__Description of the task__
Below are some records; print every one of them exactly.

__Extracted information__
*** Block opens ***

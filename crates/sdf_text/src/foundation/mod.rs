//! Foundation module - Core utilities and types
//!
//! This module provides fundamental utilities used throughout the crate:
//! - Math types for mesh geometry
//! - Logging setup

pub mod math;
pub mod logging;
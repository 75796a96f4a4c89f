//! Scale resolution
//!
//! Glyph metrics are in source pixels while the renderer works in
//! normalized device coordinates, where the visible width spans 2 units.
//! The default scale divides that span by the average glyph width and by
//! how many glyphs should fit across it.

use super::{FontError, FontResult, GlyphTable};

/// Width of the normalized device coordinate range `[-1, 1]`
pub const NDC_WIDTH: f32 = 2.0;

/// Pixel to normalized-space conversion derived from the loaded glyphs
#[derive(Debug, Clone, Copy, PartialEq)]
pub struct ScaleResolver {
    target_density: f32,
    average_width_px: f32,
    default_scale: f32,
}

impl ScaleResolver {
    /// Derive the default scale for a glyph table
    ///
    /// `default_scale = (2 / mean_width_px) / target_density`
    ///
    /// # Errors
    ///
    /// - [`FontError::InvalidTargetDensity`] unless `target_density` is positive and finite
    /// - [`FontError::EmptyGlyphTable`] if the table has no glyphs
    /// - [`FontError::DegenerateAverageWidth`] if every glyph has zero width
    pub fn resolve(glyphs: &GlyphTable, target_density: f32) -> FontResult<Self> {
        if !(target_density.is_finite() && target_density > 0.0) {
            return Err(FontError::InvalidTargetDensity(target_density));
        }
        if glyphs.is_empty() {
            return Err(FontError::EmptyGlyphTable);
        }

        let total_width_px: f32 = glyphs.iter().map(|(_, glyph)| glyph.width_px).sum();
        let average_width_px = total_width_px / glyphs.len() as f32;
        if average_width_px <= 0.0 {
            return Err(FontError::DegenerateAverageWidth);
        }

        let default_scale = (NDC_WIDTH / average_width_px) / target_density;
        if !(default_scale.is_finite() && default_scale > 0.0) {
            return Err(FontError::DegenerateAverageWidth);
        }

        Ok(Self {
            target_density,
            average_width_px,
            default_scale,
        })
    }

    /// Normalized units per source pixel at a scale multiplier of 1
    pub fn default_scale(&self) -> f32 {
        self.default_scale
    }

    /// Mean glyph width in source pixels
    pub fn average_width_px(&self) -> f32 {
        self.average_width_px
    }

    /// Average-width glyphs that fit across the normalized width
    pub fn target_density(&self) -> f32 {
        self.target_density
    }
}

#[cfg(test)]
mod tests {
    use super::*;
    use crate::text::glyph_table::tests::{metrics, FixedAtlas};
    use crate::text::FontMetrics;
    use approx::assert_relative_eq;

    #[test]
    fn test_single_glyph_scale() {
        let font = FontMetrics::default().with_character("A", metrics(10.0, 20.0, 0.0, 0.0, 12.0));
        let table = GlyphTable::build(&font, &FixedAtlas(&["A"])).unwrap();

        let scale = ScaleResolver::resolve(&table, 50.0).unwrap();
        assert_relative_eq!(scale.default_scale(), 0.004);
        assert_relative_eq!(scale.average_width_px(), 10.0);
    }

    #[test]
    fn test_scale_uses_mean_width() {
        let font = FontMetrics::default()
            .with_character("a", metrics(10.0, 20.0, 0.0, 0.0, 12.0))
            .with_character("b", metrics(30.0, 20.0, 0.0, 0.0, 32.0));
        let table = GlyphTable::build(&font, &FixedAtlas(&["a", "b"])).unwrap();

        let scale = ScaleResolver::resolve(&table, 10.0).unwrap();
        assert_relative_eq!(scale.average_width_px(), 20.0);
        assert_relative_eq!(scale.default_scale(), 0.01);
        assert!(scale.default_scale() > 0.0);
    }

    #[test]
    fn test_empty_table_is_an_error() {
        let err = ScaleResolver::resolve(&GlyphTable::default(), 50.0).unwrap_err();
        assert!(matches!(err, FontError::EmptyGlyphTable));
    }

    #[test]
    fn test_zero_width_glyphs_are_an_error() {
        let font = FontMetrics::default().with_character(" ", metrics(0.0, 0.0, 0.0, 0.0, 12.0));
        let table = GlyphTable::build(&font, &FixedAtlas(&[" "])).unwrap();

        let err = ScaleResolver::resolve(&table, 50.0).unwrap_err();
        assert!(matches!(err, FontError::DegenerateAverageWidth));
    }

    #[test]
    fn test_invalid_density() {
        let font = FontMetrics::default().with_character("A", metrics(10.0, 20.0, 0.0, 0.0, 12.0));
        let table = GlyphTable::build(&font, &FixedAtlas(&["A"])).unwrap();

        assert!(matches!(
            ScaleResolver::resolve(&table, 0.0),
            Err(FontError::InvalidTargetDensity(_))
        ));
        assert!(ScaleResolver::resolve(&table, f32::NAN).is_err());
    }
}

*** Block closes ***

__Solution__
filename crates/sdf_text/src/foundation/mod.rs
//! Foundation module - Core utilities and types
//!
//! This module provides fundamental utilities used throughout the crate:
//! - Math types for mesh geometry
//! - Logging setup

pub mod math;
pub mod logging;
repository 75796a96f4a4c89f
//! Scale resolution
//!
//! Glyph metrics are in source pixels while the renderer works in
//! normalized device coordinates, where the visible width spans 2 units.
//! The default scale divides that span by the average glyph width and by
//! how many glyphs should fit across it.

use super::{FontError, FontResult, GlyphTable};

/// Width of the normalized device coordinate range `[-1, 1]`
pub const NDC_WIDTH: f32 = 2.0;

/// Pixel to normalized-space conversion derived from the loaded glyphs
#[derive(Debug, Clone, Copy, PartialEq)]
pub struct ScaleResolver {
    target_density: f32,
    average_width_px: f32,
    default_scale: f32,
}

impl ScaleResolver {
    /// Derive the default scale for a glyph table
    ///
    /// `default_scale = (2 / mean_width_px) / target_density`
    ///
    /// # Errors
    ///
    /// - [`FontError::InvalidTargetDensity`] unless `target_density` is positive and finite
    /// - [`FontError::EmptyGlyphTable`] if the table has no glyphs
    /// - [`FontError::DegenerateAverageWidth`] if every glyph has zero width
    pub fn resolve(glyphs: &GlyphTable, target_density: f32) -> FontResult<Self> {
        if !(target_density.is_finite() && target_density > 0.0) {
            return Err(FontError::InvalidTargetDensity(target_density));
        }
        if glyphs.is_empty() {
            return Err(FontError::EmptyGlyphTable);
        }

        let total_width_px: f32 = glyphs.iter().map(|(_, glyph)| glyph.width_px).sum();
        let average_width_px = total_width_px / glyphs.len() as f32;
        if average_width_px <= 0.0 {
            return Err(FontError::DegenerateAverageWidth);
        }

        let default_scale = (NDC_WIDTH / average_width_px) / target_density;
        if !(default_scale.is_finite() && default_scale > 0.0) {
            return Err(FontError::DegenerateAverageWidth);
        }

        Ok(Self {
            target_density,
            average_width_px,
            default_scale,
        })
    }

    /// Normalized units per source pixel at a scale multiplier of 1
    pub fn default_scale(&self) -> f32 {
        self.default_scale
    }

    /// Mean glyph width in source pixels
    pub fn average_width_px(&self) -> f32 {
        self.average_width_px
    }

    /// Average-width glyphs that fit across the normalized width
    pub fn target_density(&self) -> f32 {
        self.target_density
    }
}

#[cfg(test)]
mod tests {
    use super::*;
    use crate::text::glyph_table::tests::{metrics, FixedAtlas};
    use crate::text::FontMetrics;
    use approx::assert_relative_eq;

    #[test]
    fn test_single_glyph_scale() {
        let font = FontMetrics::default().with_character("A", metrics(10.0, 20.0, 0.0, 0.0, 12.0));
        let table = GlyphTable::build(&font, &FixedAtlas(&["A"])).unwrap();

        let scale = ScaleResolver::resolve(&table, 50.0).unwrap();
        assert_relative_eq!(scale.default_scale(), 0.004);
        assert_relative_eq!(scale.average_width_px(), 10.0);
    }

    #[test]
    fn test_scale_uses_mean_width() {
        let font = FontMetrics::default()
            .with_character("a", metrics(10.0, 20.0, 0.0, 0.0, 12.0))
            .with_character("b", metrics(30.0, 20.0, 0.0, 0.0, 32.0));
        let table = GlyphTable::build(&font, &FixedAtlas(&["a", "b"])).unwrap();

        let scale = ScaleResolver::resolve(&table, 10.0).unwrap();
        assert_relative_eq!(scale.average_width_px(), 20.0);
        assert_relative_eq!(scale.default_scale(), 0.01);
        assert!(scale.default_scale() > 0.0);
    }

    #[test]
    fn test_empty_table_is_an_error() {
        let err = ScaleResolver::resolve(&GlyphTable::default(), 50.0).unwrap_err();
        assert!(matches!(err, FontError::EmptyGlyphTable));
    }

    #[test]
    fn test_zero_width_glyphs_are_an_error() {
        let font = FontMetrics::default().with_character(" ", metrics(0.0, 0.0, 0.0, 0.0, 12.0));
        let table = GlyphTable::build(&font, &FixedAtlas(&[" "])).unwrap();

        let err = ScaleResolver::resolve(&table, 50.0).unwrap_err();
        assert!(matches!(err, FontError::DegenerateAverageWidth));
    }

    #[test]
    fn test_invalid_density() {
        let font = FontMetrics::default().with_character("A", metrics(10.0, 20.0, 0.0, 0.0, 12.0));
        let table = GlyphTable::build(&font, &FixedAtlas(&["A"])).unwrap();

        assert!(matches!(
            ScaleResolver::resolve(&table, 0.0),
            Err(FontError::InvalidTargetDensity(_))
        ));
        assert!(ScaleResolver::resolve(&table, f32::NAN).is_err());
    }
}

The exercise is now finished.